Locrian – Drenched Lands
Locrian aren’t just music; they are audible visual art. Andre Foisy and Terence Hannum are known in noise and metal for their innovation. Redefining the meaning of landscape artist, Locrian paint pictures with sound. Abandoned buildings, parking lots, and alleyways fit their humming horizons on Drenched Lands. The music is desolate and distorted. Hidden behind the cover’s dark imagery, it is sometimes beautiful. No wonder At War With False Noise and Small Doses both released this full-length.

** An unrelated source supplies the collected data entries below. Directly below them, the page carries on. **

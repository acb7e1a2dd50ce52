//! Codetree - Build structural maps of mixed-language codebases
//!
//! Walks a directory tree, extracts per-file symbol outlines and import
//! lists, resolves imports into a cross-file dependency graph, and emits the
//! whole model as a JSON artifact for downstream tooling.

pub mod analysis;
pub mod cli;
pub mod config;
pub mod discovery;
pub mod error;
pub mod language;
pub mod output;
pub mod parser;

// Re-export main types
pub use analysis::{Analyzer, Artifact, FileRecord};
pub use config::Config;
pub use error::{Error, Result};
pub use language::Language;
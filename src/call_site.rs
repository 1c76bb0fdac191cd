//! Call-site capture for error values.
//!
//! Every constructor in this crate is `#[track_caller]`. The compiler threads
//! the caller's location through each such frame, so `Location::caller()`
//! inside [`CallSite::capture`] resolves to the first frame that is *not*
//! `#[track_caller]`: the handler code that invoked the factory. No runtime
//! stack walking is involved and capture cannot fail.
//!
//! Wrapper functions in application code become transparent the same way:
//!
//! ```rust
//! use http_errors::{HttpError, CallSite};
//!
//! #[track_caller]
//! fn missing_user(id: u64) -> HttpError {
//!     HttpError::not_found("user", format!("user {id} not in store"), None)
//! }
//!
//! let err = missing_user(7); // recorded here, not inside `missing_user`
//! assert_eq!(err.call_site().line(), Some(line!() - 1));
//! ```

use std::fmt;
use std::panic::Location;

/// Sentinel rendered when no location is available.
pub const UNKNOWN_CALL_SITE: &str = "unknown:unknown";

/// Source location where an error value was constructed.
///
/// Renders as `"path:line"`. [`CallSite::unknown`] renders the
/// `"unknown:unknown"` sentinel and is the `Default`; it exists for values
/// rebuilt from sources that carry no location.
#[derive(Clone, Copy, PartialEq, Eq, Hash, Default)]
pub enum CallSite {
    /// Location recorded by the compiler.
    Known(&'static Location<'static>),
    /// No location available.
    #[default]
    Unknown,
}

impl CallSite {
    /// Record the location of the nearest non-`#[track_caller]` frame.
    #[track_caller]
    #[inline]
    pub fn capture() -> Self {
        Self::Known(Location::caller())
    }

    /// The `"unknown:unknown"` call site.
    #[inline]
    pub const fn unknown() -> Self {
        Self::Unknown
    }

    /// Whether a real location was recorded.
    #[inline]
    pub const fn is_known(&self) -> bool {
        matches!(self, Self::Known(_))
    }

    /// Source file path as given to the compiler.
    #[inline]
    pub fn file(&self) -> Option<&'static str> {
        match self {
            Self::Known(loc) => Some(loc.file()),
            Self::Unknown => None,
        }
    }

    /// 1-based line number.
    #[inline]
    pub fn line(&self) -> Option<u32> {
        match self {
            Self::Known(loc) => Some(loc.line()),
            Self::Unknown => None,
        }
    }

    /// 1-based column number.
    #[inline]
    pub fn column(&self) -> Option<u32> {
        match self {
            Self::Known(loc) => Some(loc.column()),
            Self::Unknown => None,
        }
    }
}

impl From<&'static Location<'static>> for CallSite {
    fn from(loc: &'static Location<'static>) -> Self {
        Self::Known(loc)
    }
}

impl fmt::Display for CallSite {
    fn fmt(&self, f: &mut fmt::Formatter<'_>) -> fmt::Result {
        match self {
            Self::Known(loc) => write!(f, "{}:{}", loc.file(), loc.line()),
            Self::Unknown => f.write_str(UNKNOWN_CALL_SITE),
        }
    }
}

impl fmt::Debug for CallSite {
    fn fmt(&self, f: &mut fmt::Formatter<'_>) -> fmt::Result {
        write!(f, "CallSite({})", self)
    }
}
//! Convenience macros for creating errors with format strings.
//!
//! # Rules
//!
//! 1. **Public messages MUST be string literals**: dynamic text reaches a
//!    client only through an explicit factory call or `sanitized!()`
//! 2. **Private messages may be formatted freely**: they are log-only
//!
//! # Usage
//!
//! ```rust
//! # use http_errors::{http_error, NOT_FOUND};
//! let id = 42;
//! let err = http_error!(NOT_FOUND, "User not found", "no row in users for id {}", id);
//! assert_eq!(err.public_message(), "User not found");
//! assert_eq!(err.private_message(), "no row in users for id 42");
//! ```
//!
//! ```rust,compile_fail
//! # use http_errors::{http_error, NOT_FOUND};
//! let user_input = String::from("attacker data");
//! // Public message must be a literal
//! let err = http_error!(NOT_FOUND, user_input, "lookup failed");
//! ```
//!
//! The macros expand to a `#[track_caller]` constructor call, so the recorded
//! call site is the line of the macro invocation.
//!
//! ## Sanitization
//!
//! [`sanitize_string`] (and the `sanitized!()` wrapper) bounds caller-supplied
//! text before it is put into a public message:
//! - Truncates to [`MAX_SANITIZED_LEN`] bytes on a UTF-8 boundary
//! - Replaces control characters with `?` and drops the body of ANSI escape
//!   sequences (`ESC [ params letter`)
//! - Returns `[INVALID_INPUT]` when nothing printable remains

// ============================================================================
// Sanitization Utilities
// ============================================================================

/// Maximum length for sanitized strings in error messages.
pub const MAX_SANITIZED_LEN: usize = 256;

const TRUNCATED_SUFFIX: &str = "...[TRUNCATED]";
const INVALID_INPUT: &str = "[INVALID_INPUT]";

/// Sanitize untrusted input for inclusion in a public message.
///
/// # Example
///
/// ```rust
/// # use http_errors::sanitize_string;
/// let long = "A".repeat(300);
/// let san = sanitize_string(&long);
/// assert!(san.len() <= 256);
/// assert!(san.ends_with("[TRUNCATED]"));
/// ```
pub fn sanitize_string(original: &str) -> String {
    let mut s = String::with_capacity(MAX_SANITIZED_LEN.min(original.len()));
    let mut truncated = false;
    let mut saw_non_control = false;
    let mut in_escape = false;

    for c in original.chars() {
        // Parameters and intermediates are skipped; the final letter ends it.
        if in_escape {
            if c.is_ascii_alphabetic() {
                in_escape = false;
            }
            continue;
        }

        let replacement = if c == '\u{1b}' {
            in_escape = true;
            '?'
        } else if c.is_control() {
            '?'
        } else {
            saw_non_control = true;
            c
        };

        if s.len() + replacement.len_utf8() > MAX_SANITIZED_LEN {
            truncated = true;
            break;
        }
        s.push(replacement);
    }

    if !saw_non_control {
        return String::from(INVALID_INPUT);
    }

    if truncated {
        let mut new_len = MAX_SANITIZED_LEN.saturating_sub(TRUNCATED_SUFFIX.len());
        while new_len > 0 && !s.is_char_boundary(new_len) {
            new_len -= 1;
        }
        s.truncate(new_len);
        if s.is_empty() {
            return String::from(INVALID_INPUT);
        }
        s.push_str(TRUNCATED_SUFFIX);
    }

    s
}

/// Sanitize any `Display` value for inclusion in a public message.
///
/// ```rust
/// # use http_errors::sanitized;
/// assert_eq!(sanitized!("line\nbreak"), "line?break");
/// assert_eq!(sanitized!(404), "404");
/// ```
#[macro_export]
macro_rules! sanitized {
    ($expr:expr) => {
        $crate::convenience::sanitize_string(&$expr.to_string())
    };
}

// ============================================================================
// Error Creation Macros
// ============================================================================

/// Create an [`HttpError`](crate::HttpError) with no cause.
///
/// # Arguments
/// - `$code`: anything `Into<StatusCode>`
/// - `$public`: public message (string literal)
/// - `$private`: private message literal, or format string plus arguments
///
/// # Example
///
/// ```rust
/// # use http_errors::{http_error, CONFLICT};
/// let name = "alice";
/// let err = http_error!(CONFLICT, "Name already taken", "duplicate key {}", name);
/// assert_eq!(err.code(), CONFLICT);
/// assert_eq!(err.call_site().line(), Some(line!() - 2));
/// ```
#[macro_export]
macro_rules! http_error {
    ($code:expr, $public:literal, $private:literal $(,)?) => {
        $crate::HttpError::new($code, $public, $private, None)
    };
    ($code:expr, $public:literal, $fmt:literal, $($arg:tt)+) => {
        $crate::HttpError::new($code, $public, ::std::format!($fmt, $($arg)+), None)
    };
}

/// Return early with an [`HttpError`](crate::HttpError).
///
/// Takes the same arguments as [`http_error!`]. The error is converted with
/// `.into()`, so it works in functions returning `Result<T, E>` for any
/// `E: From<HttpError>`.
///
/// ```rust
/// # use http_errors::{http_bail, Result, BAD_REQUEST};
/// fn page_size(raw: u32) -> Result<u32> {
///     if raw == 0 {
///         http_bail!(BAD_REQUEST, "Invalid page size", "page size was {}", raw);
///     }
///     Ok(raw)
/// }
/// assert!(page_size(0).is_err());
/// ```
#[macro_export]
macro_rules! http_bail {
    ($($tt:tt)+) => {
        return Err($crate::http_error!($($tt)+).into())
    };
}

#[cfg(test)]
mod tests {
    use super::*;
    use crate::{HttpError, Result, BAD_REQUEST, NOT_FOUND};

    #[test]
    fn sanitize_truncates_long_strings() {
        let s = "A".repeat(300);
        let san = sanitize_string(&s);
        assert!(san.len() <= MAX_SANITIZED_LEN);
        assert!(san.ends_with(TRUNCATED_SUFFIX));
    }

    #[test]
    fn sanitize_preserves_short_strings() {
        assert_eq!(sanitize_string("hello"), "hello");
    }

    #[test]
    fn sanitize_respects_utf8_boundaries() {
        let s = "й".repeat(200);
        let san = sanitize_string(&s);
        assert!(std::str::from_utf8(san.as_bytes()).is_ok());
        assert!(san.ends_with(TRUNCATED_SUFFIX));
    }

    #[test]
    fn sanitize_replaces_control_chars() {
        assert_eq!(sanitize_string("a\r\nb\tc"), "a??b?c");
    }

    #[test]
    fn sanitize_strips_ansi_sequences() {
        assert_eq!(sanitize_string("\u{1b}[31mred"), "?red");
        assert_eq!(sanitize_string("\u{1b}[1;32mok\u{1b}[0m"), "?ok?");
    }

    #[test]
    fn sanitize_ends_escape_at_any_final_letter() {
        assert_eq!(sanitize_string("\u{1b}[2J clear all"), "? clear all");
        assert_eq!(sanitize_string("\u{1b}[10;5Hmoved"), "?moved");
        assert_eq!(sanitize_string("\u{1b}[Kline"), "?line");
    }

    #[test]
    fn sanitize_rejects_empty_and_control_only() {
        assert_eq!(sanitize_string(""), INVALID_INPUT);
        assert_eq!(sanitize_string("\n\t\r"), INVALID_INPUT);
    }

    #[test]
    fn sanitized_macro_works_with_numbers() {
        assert_eq!(sanitized!(42), "42");
    }

    #[test]
    fn http_error_with_literal_private() {
        let err = http_error!(NOT_FOUND, "Missing", "row absent");
        assert_eq!(err.code(), NOT_FOUND);
        assert_eq!(err.public_message(), "Missing");
        assert_eq!(err.private_message(), "row absent");
        assert!(err.cause().is_none());
    }

    #[test]
    fn http_error_formats_private() {
        let table = "users";
        let err = http_error!(NOT_FOUND, "Missing", "no row in {} for id {}", table, 7);
        assert_eq!(err.private_message(), "no row in users for id 7");
    }

    #[test]
    fn http_error_records_invocation_line() {
        let err = http_error!(BAD_REQUEST, "Bad", "bad");
        assert_eq!(err.call_site().line(), Some(line!() - 1));
        assert_eq!(err.call_site().file(), Some(file!()));
    }

    #[test]
    fn http_bail_returns_early() {
        fn check(flag: bool) -> Result<&'static str> {
            if flag {
                http_bail!(BAD_REQUEST, "Flag not allowed", "flag was {}", flag);
            }
            Ok("ok")
        }

        assert_eq!(check(false).unwrap(), "ok");
        let err: HttpError = check(true).unwrap_err();
        assert_eq!(err.public_message(), "Flag not allowed");
        assert_eq!(err.private_message(), "flag was true");
    }

    mod shadowed_format {
        use crate::NOT_FOUND;

        macro_rules! format {
            ($($tt:tt)*) => {
                String::from("shadowed")
            };
        }

        #[test]
        fn http_error_ignores_local_format_macro() {
            let local = format!("anything");
            assert_eq!(local, "shadowed");

            let err = http_error!(NOT_FOUND, "Missing", "id {}", 9);
            assert_eq!(err.private_message(), "id 9");
        }
    }

    #[test]
    fn macros_accept_trailing_comma() {
        let err = http_error!(NOT_FOUND, "Missing", "gone",);
        assert_eq!(err.private_message(), "gone");
    }
}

Drenched Lands demands repeated listening. On the surface, its 64 minutes are daunting. Deciphering the origin of a particular sound is difficult. Although Locrian’s set-up is simple – guitars, keyboards, and effects pedals – questioning each sound source is unnecessary. Vocals are disguised as crackling; escalated noise fades, leaving lonely silence. In “Ghost Repeater,” organ-like keys court looped hums of various tones. But this somber expression isn’t mush. Locrian muse cracked concrete that’s neglected from human contact. They gracefully address this disconnect in “Obsolete Elegy in Cast Concrete.” Like a funeral procession, a chiming church bell sways with weeping guitars. After two minutes, vocals peer in: “Wasteland, sacrificed upon the altar, karst sterile, civilization crawls, over the country, salting the fields, where myth and causeway collide.” Even without these words, Locrian still are mournful and poetic.